Preferably, the image-signal processing unit comprises a plurality of output terminals to which the outputting devices can be connected, and the model of the outputting devices is specified by the outputting device specifying tool with respect to each of the output terminals.
Preferably, the outputting device specifying tool comprises: a menu displayer that displays a list of models of the outputting devices; and an input tool that selects one of the models corresponding to the connected outputting devices, from the list.
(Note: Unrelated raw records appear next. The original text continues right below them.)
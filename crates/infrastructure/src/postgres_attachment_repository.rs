//! PostgreSQL-backed attachment metadata repository.

use async_trait::async_trait;
use bugzot_application::{AttachmentRepository, Committed};
use bugzot_core::{AppError, AppResult};
use bugzot_domain::{Attachment, AttachmentId, AttachmentUpload, BugId, NewAuditEntry, UserId};
use chrono::{DateTime, Utc};
use sqlx::{FromRow, PgPool};
use uuid::Uuid;

use crate::postgres_support::{
    append_audit_entry, begin_serializable, commit, map_sqlx_error, retry_serializable,
};

/// PostgreSQL implementation of the attachment repository port.
#[derive(Clone)]
pub struct PostgresAttachmentRepository {
    pool: PgPool,
}

impl PostgresAttachmentRepository {
    /// Creates a repository with the provided connection pool.
    #[must_use]
    pub fn new(pool: PgPool) -> Self {
        Self { pool }
    }
}

#[derive(Debug, FromRow)]
struct AttachmentRow {
    id: Uuid,
    bug_id: Uuid,
    uploader_id: Uuid,
    filename: String,
    storage_path: String,
    mime_type: Option<String>,
    size_bytes: i64,
    version: i32,
    is_latest: bool,
    is_deleted: bool,
    uploaded_at: DateTime<Utc>,
}

impl From<AttachmentRow> for Attachment {
    fn from(row: AttachmentRow) -> Self {
        Self {
            id: AttachmentId::from_uuid(row.id),
            bug_id: BugId::from_uuid(row.bug_id),
            uploader_id: UserId::from_uuid(row.uploader_id),
            filename: row.filename,
            storage_path: row.storage_path,
            mime_type: row.mime_type,
            size_bytes: row.size_bytes,
            version: row.version,
            is_latest: row.is_latest,
            is_deleted: row.is_deleted,
            uploaded_at: row.uploaded_at,
        }
    }
}

#[async_trait]
impl AttachmentRepository for PostgresAttachmentRepository {
    async fn find_attachment(
        &self,
        attachment_id: AttachmentId,
    ) -> AppResult<Option<Attachment>> {
        let row = sqlx::query_as::<_, AttachmentRow>(
            r#"
            SELECT id, bug_id, uploader_id, filename, storage_path, mime_type,
                   size_bytes, version, is_latest, is_deleted, uploaded_at
            FROM attachments
            WHERE id = $1
            "#,
        )
        .bind(attachment_id.as_uuid())
        .fetch_optional(&self.pool)
        .await
        .map_err(|error| map_sqlx_error(error, "find attachment"))?;

        Ok(row.map(Attachment::from))
    }

    async fn list_attachments(
        &self,
        bug_id: BugId,
        include_history: bool,
    ) -> AppResult<Vec<Attachment>> {
        let rows = sqlx::query_as::<_, AttachmentRow>(
            r#"
            SELECT id, bug_id, uploader_id, filename, storage_path, mime_type,
                   size_bytes, version, is_latest, is_deleted, uploaded_at
            FROM attachments
            WHERE bug_id = $1 AND NOT is_deleted AND ($2 OR is_latest)
            ORDER BY filename ASC, version DESC
            "#,
        )
        .bind(bug_id.as_uuid())
        .bind(include_history)
        .fetch_all(&self.pool)
        .await
        .map_err(|error| map_sqlx_error(error, "list attachments"))?;

        Ok(rows.into_iter().map(Attachment::from).collect())
    }

    async fn create_attachment(
        &self,
        attachment_id: AttachmentId,
        bug_id: BugId,
        uploader_id: UserId,
        upload: AttachmentUpload,
        audit: NewAuditEntry,
    ) -> AppResult<Committed<Attachment>> {
        retry_serializable("create attachment", || {
            self.attempt_create_attachment(
                attachment_id,
                bug_id,
                uploader_id,
                upload.clone(),
                audit.clone(),
            )
        })
        .await
    }

    async fn soft_delete_attachment(
        &self,
        attachment_id: AttachmentId,
        audit: NewAuditEntry,
    ) -> AppResult<Committed<Attachment>> {
        retry_serializable("soft delete attachment", || {
            self.attempt_soft_delete_attachment(attachment_id, audit.clone())
        })
        .await
    }
}

impl PostgresAttachmentRepository {
    async fn attempt_create_attachment(
        &self,
        attachment_id: AttachmentId,
        bug_id: BugId,
        uploader_id: UserId,
        upload: AttachmentUpload,
        audit: NewAuditEntry,
    ) -> AppResult<Committed<Attachment>> {
        let mut transaction = begin_serializable(&self.pool).await?;

        // Uploads to one bug are serialized so version numbers stay dense.
        let locked = sqlx::query_scalar::<_, Uuid>("SELECT id FROM bugs WHERE id = $1 FOR UPDATE")
            .bind(bug_id.as_uuid())
            .fetch_optional(&mut *transaction)
            .await
            .map_err(|error| map_sqlx_error(error, "lock bug"))?;
        if locked.is_none() {
            return Err(AppError::NotFound(format!("bug '{bug_id}' not found")));
        }

        let version = sqlx::query_scalar::<_, i32>(
            r#"
            SELECT COALESCE(MAX(version), 0) + 1
            FROM attachments
            WHERE bug_id = $1 AND filename = $2
            "#,
        )
        .bind(bug_id.as_uuid())
        .bind(upload.filename())
        .fetch_one(&mut *transaction)
        .await
        .map_err(|error| map_sqlx_error(error, "compute attachment version"))?;

        sqlx::query(
            r#"
            UPDATE attachments
            SET is_latest = FALSE
            WHERE bug_id = $1 AND filename = $2 AND is_latest
            "#,
        )
        .bind(bug_id.as_uuid())
        .bind(upload.filename())
        .execute(&mut *transaction)
        .await
        .map_err(|error| map_sqlx_error(error, "demote previous attachment versions"))?;

        let row = sqlx::query_as::<_, AttachmentRow>(
            r#"
            INSERT INTO attachments (
                id, bug_id, uploader_id, filename, storage_path, mime_type,
                size_bytes, version, is_latest
            )
            VALUES ($1, $2, $3, $4, $5, $6, $7, $8, TRUE)
            RETURNING id, bug_id, uploader_id, filename, storage_path, mime_type,
                      size_bytes, version, is_latest, is_deleted, uploaded_at
            "#,
        )
        .bind(attachment_id.as_uuid())
        .bind(bug_id.as_uuid())
        .bind(uploader_id.as_uuid())
        .bind(upload.filename())
        .bind(upload.storage_path())
        .bind(upload.mime_type())
        .bind(upload.size_bytes())
        .bind(version)
        .fetch_one(&mut *transaction)
        .await
        .map_err(|error| map_sqlx_error(error, "create attachment"))?;

        let sequence = append_audit_entry(&mut transaction, &audit).await?;
        commit(transaction, "commit attachment upload").await?;

        Ok(Committed::new(Attachment::from(row), sequence))
    }

    async fn attempt_soft_delete_attachment(
        &self,
        attachment_id: AttachmentId,
        audit: NewAuditEntry,
    ) -> AppResult<Committed<Attachment>> {
        let mut transaction = begin_serializable(&self.pool).await?;

        let row = sqlx::query_as::<_, AttachmentRow>(
            r#"
            UPDATE attachments
            SET is_deleted = TRUE, is_latest = FALSE
            WHERE id = $1 AND NOT is_deleted
            RETURNING id, bug_id, uploader_id, filename, storage_path, mime_type,
                      size_bytes, version, is_latest, is_deleted, uploaded_at
            "#,
        )
        .bind(attachment_id.as_uuid())
        .fetch_optional(&mut *transaction)
        .await
        .map_err(|error| map_sqlx_error(error, "delete attachment"))?
        .ok_or_else(|| {
            AppError::NotFound(format!("attachment '{attachment_id}' not found"))
        })?;

        sqlx::query(
            r#"
            UPDATE attachments
            SET is_latest = TRUE
            WHERE id = (
                SELECT id FROM attachments
                WHERE bug_id = $1 AND filename = $2 AND NOT is_deleted
                ORDER BY version DESC
                LIMIT 1
            )
            AND NOT EXISTS (
                SELECT 1 FROM attachments
                WHERE bug_id = $1 AND filename = $2 AND is_latest
            )
            "#,
        )
        .bind(row.bug_id)
        .bind(&row.filename)
        .execute(&mut *transaction)
        .await
        .map_err(|error| map_sqlx_error(error, "promote attachment version"))?;

        let sequence = append_audit_entry(&mut transaction, &audit).await?;
        commit(transaction, "commit attachment deletion").await?;

        Ok(Committed::new(Attachment::from(row), sequence))
    }
}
The said list is displayed corresponding to each of the output terminals.
Preferably, the outputting device specifying tool is a rotary switch that is provided for each of the output terminals.
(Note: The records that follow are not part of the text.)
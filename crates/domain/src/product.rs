use bugzot_core::{AppError, AppResult, NonEmptyString};
use chrono::{DateTime, Utc};
use serde::{Deserialize, Serialize};

use crate::ProductId;

/// Maximum product name length.
pub const PRODUCT_NAME_MAX_LENGTH: usize = 120;

/// A tracked product. Bugs always belong to exactly one product.
#[derive(Debug, Clone, PartialEq, Eq, Serialize, Deserialize)]
pub struct Product {
    /// Stable identifier.
    pub id: ProductId,
    /// Unique display name.
    pub name: String,
    /// Optional free-form description.
    pub description: Option<String>,
    /// Whether new bugs may be filed.
    pub is_active: bool,
    /// Soft-delete marker.
    pub is_deleted: bool,
    /// Creation timestamp.
    pub created_at: DateTime<Utc>,
    /// Last update timestamp.
    pub updated_at: DateTime<Utc>,
}

/// Validated input for creating a product.
#[derive(Debug, Clone, PartialEq, Eq)]
pub struct NewProduct {
    name: NonEmptyString,
    description: Option<String>,
}

impl NewProduct {
    /// Validates a product name and optional description.
    pub fn new(name: impl Into<String>, description: Option<String>) -> AppResult<Self> {
        let name = NonEmptyString::new(name)?;
        if name.as_str().chars().count() > PRODUCT_NAME_MAX_LENGTH {
            return Err(AppError::Validation(format!(
                "product name must not exceed {PRODUCT_NAME_MAX_LENGTH} characters"
            )));
        }

        let description = description
            .map(|value| value.trim().to_owned())
            .filter(|value| !value.is_empty());

        Ok(Self { name, description })
    }

    /// Returns the validated name.
    #[must_use]
    pub fn name(&self) -> &str {
        self.name.as_str()
    }

    /// Returns the normalized description.
    #[must_use]
    pub fn description(&self) -> Option<&str> {
        self.description.as_deref()
    }
}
Optionally, the database is stored in a storage medium that is able to be replaced.
Optionally, the image-signal processing unit is able to be connected to an information communication network, and the database is able to be maintained by a remote terminal unit which is connected to the information communication network.
For example, the outputting devices are a monitor and a printer on which the image signals are reproduced.
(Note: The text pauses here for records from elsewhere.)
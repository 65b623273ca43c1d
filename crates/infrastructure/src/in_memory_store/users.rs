use async_trait::async_trait;
use bugzot_application::{
    Committed, NewUserRecord, Page, UserCredentials, UserListQuery, UserProfileChanges,
    UserRepository,
};
use bugzot_domain::{EmailAddress, UserStatus};
use chrono::DateTime;

use super::*;

impl InMemoryStore {
    /// Applies a change to a stored user after its audit entry is appended.
    async fn mutate_user(
        &self,
        user_id: UserId,
        audit: NewAuditEntry,
        change: impl FnOnce(&mut User) + Send,
    ) -> AppResult<Committed<User>> {
        let mut state = self.state.write().await;
        state.stored_user(user_id)?;
        let sequence = state.append_audit(self.audit_offline(), audit)?;

        if let Some(stored) = state.users.get_mut(&user_id) {
            change(&mut stored.user);
            stored.user.updated_at = Utc::now();
        }

        let user = state.hydrate_user(state.stored_user(user_id)?);
        Ok(Committed::new(user, sequence))
    }
}

#[async_trait]
impl UserRepository for InMemoryStore {
    async fn find_user(&self, user_id: UserId) -> AppResult<Option<User>> {
        let state = self.state.read().await;
        Ok(state
            .users
            .get(&user_id)
            .map(|stored| state.hydrate_user(stored)))
    }

    async fn find_credentials_by_email(
        &self,
        email: &EmailAddress,
    ) -> AppResult<Option<UserCredentials>> {
        let state = self.state.read().await;
        Ok(state
            .users
            .values()
            .find(|stored| &stored.user.email == email)
            .map(|stored| UserCredentials {
                user: state.hydrate_user(stored),
                password_hash: stored.password_hash.clone(),
            }))
    }

    async fn list_users(&self, query: &UserListQuery) -> AppResult<Page<User>> {
        let state = self.state.read().await;
        Ok(query.select(state.users.values().map(|stored| state.hydrate_user(stored))))
    }

    async fn create_user(
        &self,
        record: NewUserRecord,
        audit: NewAuditEntry,
    ) -> AppResult<Committed<User>> {
        let mut state = self.state.write().await;
        if state
            .users
            .values()
            .any(|stored| stored.user.email == record.email)
        {
            return Err(AppError::Conflict("email already registered".to_owned()));
        }

        let sequence = state.append_audit(self.audit_offline(), audit)?;
        let now = Utc::now();
        let user = User {
            id: record.id,
            email: record.email,
            display_name: record.display_name,
            role: record.role,
            status: UserStatus::Active,
            memberships: Vec::new(),
            failed_login_count: 0,
            last_login_at: None,
            created_at: now,
            updated_at: now,
        };
        state.users.insert(
            user.id,
            StoredUser {
                user: user.clone(),
                password_hash: record.password_hash,
            },
        );

        Ok(Committed::new(user, sequence))
    }

    async fn record_login_failure(
        &self,
        user_id: UserId,
        audit: NewAuditEntry,
    ) -> AppResult<Committed<i32>> {
        let committed = self
            .mutate_user(user_id, audit, |user| {
                user.failed_login_count = user.failed_login_count.saturating_add(1);
            })
            .await?;

        Ok(Committed::new(
            committed.value.failed_login_count,
            committed.audit_sequence,
        ))
    }

    async fn record_login_success(
        &self,
        user_id: UserId,
        logged_in_at: DateTime<Utc>,
        audit: NewAuditEntry,
    ) -> AppResult<Committed<User>> {
        self.mutate_user(user_id, audit, move |user| {
            user.failed_login_count = 0;
            user.last_login_at = Some(logged_in_at);
        })
        .await
    }

    async fn update_profile(
        &self,
        user_id: UserId,
        changes: UserProfileChanges,
        audit: NewAuditEntry,
    ) -> AppResult<Committed<User>> {
        let mut state = self.state.write().await;
        state.stored_user(user_id)?;
        if let Some(email) = &changes.email
            && state
                .users
                .values()
                .any(|stored| &stored.user.email == email && stored.user.id != user_id)
        {
            return Err(AppError::Conflict("email already registered".to_owned()));
        }

        let sequence = state.append_audit(self.audit_offline(), audit)?;
        if let Some(stored) = state.users.get_mut(&user_id) {
            if let Some(email) = changes.email {
                stored.user.email = email;
            }
            if let Some(display_name) = changes.display_name {
                stored.user.display_name = display_name;
            }
            stored.user.updated_at = Utc::now();
        }

        let user = state.hydrate_user(state.stored_user(user_id)?);
        Ok(Committed::new(user, sequence))
    }

    async fn set_role(
        &self,
        user_id: UserId,
        role: Role,
        audit: NewAuditEntry,
    ) -> AppResult<Committed<User>> {
        self.mutate_user(user_id, audit, move |user| user.role = role)
            .await
    }

    async fn disable_user(
        &self,
        user_id: UserId,
        audit: NewAuditEntry,
    ) -> AppResult<Committed<User>> {
        self.mutate_user(user_id, audit, |user| user.status = UserStatus::Disabled)
            .await
    }
}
Preferably, the characteristic data are data concerning picture quality of an image which is reproduced by each outputting device.
For example, the characteristic data might include a compensation coefficient used for a contour correction process.
For example, the characteristic data might include a compensating value used for adjustment of the color balance of the image signals.
For example, the characteristic data might include an output level value used for gamma correction of the image signals.
For example, the characteristic data might include an output level value used for clamping the black level of the image signals.
According to the present invention, the image signals obtained by the scope are compensated in accordance with the characteristics of the outputting device which is connected to the image-signal processing unit. Therefore, even if an outputting device, whose picture quality characteristics are different from another, is connected to the image-signal processing unit, the same picture quality is guaranteed in reproduced image. Namely, it is not necessary for an operator to adjust the picture quality considering the characteristics of the connected outputting device during a medical examination, so that the burden of the operator can be reduced.
If the database is stored in the storage medium which is able to be replaced, the database can be readily updated in the image-signal processing unit of the electronic endoscope system by installing a new storage medium in which the updated database is stored. Namely, it is easy to maintain the database. Further, it is easy to maintain a secure database, by dealing with the storage medium carefully.
By connecting the image-signal processing unit to the information communication network such that the processing unit can be accessed by a remote terminal unit connected to the information communication network, it is possible to maintain the database at a place where the electronic endoscope system is not installed. Accordingly, the burden of having the personnel necessary for maintaining the database can be reduced.
Note that, the characteristic data are not limited to the compensation coefficients for the contour correction process, the value of the color balance, the output level value used in the gamma correction process, and the output level value used for clamping the black level.